From: Asmus Freytag (email@example.com)
Date: Sat Mar 19 2005 - 14:12:12 CST
At 01:42 AM 3/19/2005, Ahmad Gharbeia wrote:
>While the mentioned letters' names in their current incorrect state
>reflect the colloquial pronunciation in Egypt, where I am from, they
>are not the canonical, globally understood letter names and are
Presumably, the reason we have the current form of the names is
due to contributors from Egypt in the very early work of encoding
characters. Because of the merger of efforts between ISO and the
Unicode Consortium on character encoding, character names for
the Unicode Standard match the names used in ISO/IEC 10646. That
standard in turn intentionally matches the names used in 8-bit
character set standards, such as ISO/IEC 8859.

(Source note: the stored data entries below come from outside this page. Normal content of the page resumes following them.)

//! In-memory transport for driving a connection from scripted replies

use std::io::{self, BufRead, BufReader, Cursor, Read, Write};
use std::net::TcpListener;
use std::sync::atomic::{AtomicBool, AtomicUsize, Ordering};
use std::sync::Arc;
use std::thread;

use parking_lot::Mutex;

use super::connection::RedisConn;
use super::transport::SocketShutdown;
use crate::config::RedisConfig;
use crate::utils::{ConnectionError, RespValue};

/// Serialize reply values the way a server would put them on the wire
pub(crate) fn resp_bytes(values: &[RespValue]) -> Vec<u8> {
    let mut out = Vec::new();
    for v in values {
        write_value(v, &mut out);
    }
    out
}

fn write_value(value: &RespValue, out: &mut Vec<u8>) {
    match value {
        RespValue::Null => out.extend_from_slice(b"$-1\r\n"),
        RespValue::Error(e) => out.extend_from_slice(format!("-{}\r\n", e).as_bytes()),
        RespValue::Integer(i) => out.extend_from_slice(format!(":{}\r\n", i).as_bytes()),
        RespValue::SimpleString(s) => out.extend_from_slice(format!("+{}\r\n", s).as_bytes()),
        RespValue::BulkString(b) => {
            out.extend_from_slice(format!("${}\r\n", b.len()).as_bytes());
            out.extend_from_slice(b);
            out.extend_from_slice(b"\r\n");
        }
        RespValue::Array(items) => {
            out.extend_from_slice(format!("*{}\r\n", items.len()).as_bytes());
            for item in items {
                write_value(item, out);
            }
        }
    }
}

#[derive(Clone, Default)]
pub(crate) struct ScriptHandles {
    written: Arc<Mutex<Vec<u8>>>,
    fail_writes: Arc<AtomicBool>,
    shut: Arc<AtomicBool>,
    shutdown_calls: Arc<AtomicUsize>,
}

impl ScriptHandles {
    pub(crate) fn written(&self) -> Vec<u8> {
        self.written.lock().clone()
    }

    /// Make every later write fail as if the peer reset the connection
    pub(crate) fn fail_writes(&self) {
        self.fail_writes.store(true, Ordering::SeqCst);
    }

    pub(crate) fn shutdown_calls(&self) -> usize {
        self.shutdown_calls.load(Ordering::SeqCst)
    }
}

/// Reads come from a fixed script; writes are recorded
pub(crate) struct ScriptedStream {
    input: Cursor<Vec<u8>>,
    handles: ScriptHandles,
}

impl ScriptedStream {
    pub(crate) fn new(input: Vec<u8>) -> Self {
        Self {
            input: Cursor::new(input),
            handles: ScriptHandles::default(),
        }
    }

    pub(crate) fn handles(&self) -> ScriptHandles {
        self.handles.clone()
    }

    pub(crate) fn establish(self, config: RedisConfig) -> Result<RedisConn, ConnectionError> {
        let shutdown = ScriptedShutdown {
            handles: self.handles.clone(),
        };
        RedisConn::establish(config, Box::new(self), Box::new(shutdown))
    }
}

impl Read for ScriptedStream {
    fn read(&mut self, buf: &mut [u8]) -> io::Result<usize> {
        if self.handles.shut.load(Ordering::SeqCst) {
            return Err(io::Error::new(io::ErrorKind::NotConnected, "socket shut down"));
        }
        self.input.read(buf)
    }
}

impl Write for ScriptedStream {
    fn write(&mut self, buf: &[u8]) -> io::Result<usize> {
        if self.handles.shut.load(Ordering::SeqCst) {
            return Err(io::Error::new(io::ErrorKind::NotConnected, "socket shut down"));
        }
        if self.handles.fail_writes.load(Ordering::SeqCst) {
            return Err(io::Error::new(io::ErrorKind::BrokenPipe, "broken pipe"));
        }
        self.handles.written.lock().extend_from_slice(buf);
        Ok(buf.len())
    }

    fn flush(&mut self) -> io::Result<()> {
        if self.handles.fail_writes.load(Ordering::SeqCst) {
            return Err(io::Error::new(io::ErrorKind::BrokenPipe, "broken pipe"));
        }
        Ok(())
    }
}

struct ScriptedShutdown {
    handles: ScriptHandles,
}

impl SocketShutdown for ScriptedShutdown {
    fn shutdown(&self) -> io::Result<()> {
        self.handles.shutdown_calls.fetch_add(1, Ordering::SeqCst);
        self.handles.shut.store(true, Ordering::SeqCst);
        Ok(())
    }
}

/// Local server for one client: answers PING with PONG and any other
/// command with its last argument as a bulk string
pub(crate) fn echo_server() -> String {
    let listener = TcpListener::bind("127.0.0.1:0").unwrap();
    let addr = listener.local_addr().unwrap().to_string();
    thread::spawn(move || {
        let (stream, _) = listener.accept().unwrap();
        let mut reader = BufReader::new(stream.try_clone().unwrap());
        let mut writer = stream;
        while let Some(args) = read_command(&mut reader) {
            let reply = match args.last() {
                Some(last) if args.len() > 1 => RespValue::BulkString(last.clone()),
                _ => RespValue::SimpleString("PONG".into()),
            };
            if writer.write_all(&resp_bytes(&[reply])).is_err() {
                return;
            }
        }
    });
    addr
}

/// Read one `*N` command of bulk strings; `None` once the client hangs up
fn read_command<R: BufRead>(reader: &mut R) -> Option<Vec<Vec<u8>>> {
    let mut header = String::new();
    if reader.read_line(&mut header).ok()? == 0 {
        return None;
    }
    let count: usize = header.trim_end().strip_prefix('*')?.parse().ok()?;
    let mut args = Vec::with_capacity(count);
    for _ in 0..count {
        let mut len_line = String::new();
        reader.read_line(&mut len_line).ok()?;
        let len: usize = len_line.trim_end().strip_prefix('$')?.parse().ok()?;
        let mut buf = vec![0u8; len + 2];
        reader.read_exact(&mut buf).ok()?;
        buf.truncate(len);
        args.push(buf);
    }
    Some(args)
}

The names used for Arabic characters in Unicode therefore ultimately
have a heritage that can be traced back several decades. It is ironic
that early drafts of the Unicode Standard indeed used the names that
>While the proposed corrections do not aim to
>precisely transcribe the sounds of the letters, they are simple to
>implement and would result in identifiable names of the letters.

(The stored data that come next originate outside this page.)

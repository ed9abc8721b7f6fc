//! Pipelined command batches
//!
//! A batch queues commands without I/O, then sends them all, flushes once
//! and reads the replies in order while holding the connection lock for
//! the whole round trip.
//!
//! Outcome is all-or-nothing: either every queued command yields a reply
//! (`RespValue::Null` included) or the call fails and the connection is
//! closed.

use super::connection::{RedisConn, Wire};
use super::traits::CmdBatcher;
use crate::utils::{ConnectionError, FailFast, RespValue};

struct QueuedCmd {
    name: String,
    args: Vec<Vec<u8>>,
}

/// Command queue bound to one connection
///
/// Not synchronized: populate it from a single owner before running it.
pub struct Batch<'a> {
    conn: &'a RedisConn,
    cmds: Vec<QueuedCmd>,
    /// Replies owed by the last `dispatch`
    in_flight: usize,
}

impl<'a> Batch<'a> {
    pub(crate) fn new(conn: &'a RedisConn) -> Self {
        Self {
            conn,
            cmds: Vec::new(),
            in_flight: 0,
        }
    }

    /// Send every queued command, skipping the rest after the first failure,
    /// and always attempt the flush
    fn write_all(wire: &mut Wire, cmds: &[QueuedCmd]) -> Result<(), ConnectionError> {
        let mut exec = FailFast::new();
        for cmd in cmds {
            exec.step(|| wire.send(&cmd.name, cmd.args.as_slice()));
        }
        exec.finish(|| wire.flush())
    }

    fn read_all(wire: &mut Wire, count: usize) -> Result<Vec<RespValue>, ConnectionError> {
        let mut replies = Vec::with_capacity(count);
        for _ in 0..count {
            replies.push(wire.receive()?);
        }
        Ok(replies)
    }
}

impl CmdBatcher for Batch<'_> {
    fn put<A: AsRef<[u8]>>(&mut self, cmd: &str, args: &[A]) {
        self.cmds.push(QueuedCmd {
            name: cmd.to_string(),
            args: args.iter().map(|a| a.as_ref().to_vec()).collect(),
        });
    }

    fn len(&self) -> usize {
        self.cmds.len()
    }

    fn exec(&mut self) -> Result<Vec<RespValue>, ConnectionError> {
        let cmds = std::mem::take(&mut self.cmds);
        self.conn.with_wire(|wire| {
            Self::write_all(wire, &cmds)?;
            Self::read_all(wire, cmds.len())
        })
    }

    fn dispatch(&mut self) -> Result<(), ConnectionError> {
        let cmds = std::mem::take(&mut self.cmds);
        self.conn.with_wire(|wire| Self::write_all(wire, &cmds))?;
        self.in_flight += cmds.len();
        Ok(())
    }

    fn receive(&mut self) -> Result<Vec<RespValue>, ConnectionError> {
        let count = std::mem::take(&mut self.in_flight);
        self.conn.with_wire(|wire| Self::read_all(wire, count))
    }
}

The purpose of the names in the Unicode Standard is twofold. On the one
hand we desire them to be descriptive so that they can be used as a
convenient handle for the character in discussions and descriptions,
or help users identify them in a list of characters.
On the other hand, they are intended to serve a formal identifiers,
just as scientific names for plants and animals. This is especially
important for characters that are also part of other ISO standards,
where they have different code numbers, but the same name.
As a required for this second use, names, once assigned, cannot be
changed, even to the limit of preserving a typo, as in the name for
U+1D0C5, or in preserving the name of U+2118, which describes something
different from what the character actually is.
>Although it is unlikely that this heritage of earlier encodings can
>be modified now, this should be noted, however.
An annotation or comment to the effect that the names represent
a less than universal transliteration is always possible.
>Finally, the order of Arabic letters as defined in the current version
>of Unicode, known as the Hegaa'i order, is a relatively newer order
>where letters are sorted according to their shape proximity, and is
>not the original Abgadi order, which matches the (ABC) ordering of all
>alphabets derived from the original Ugaritic alphabet.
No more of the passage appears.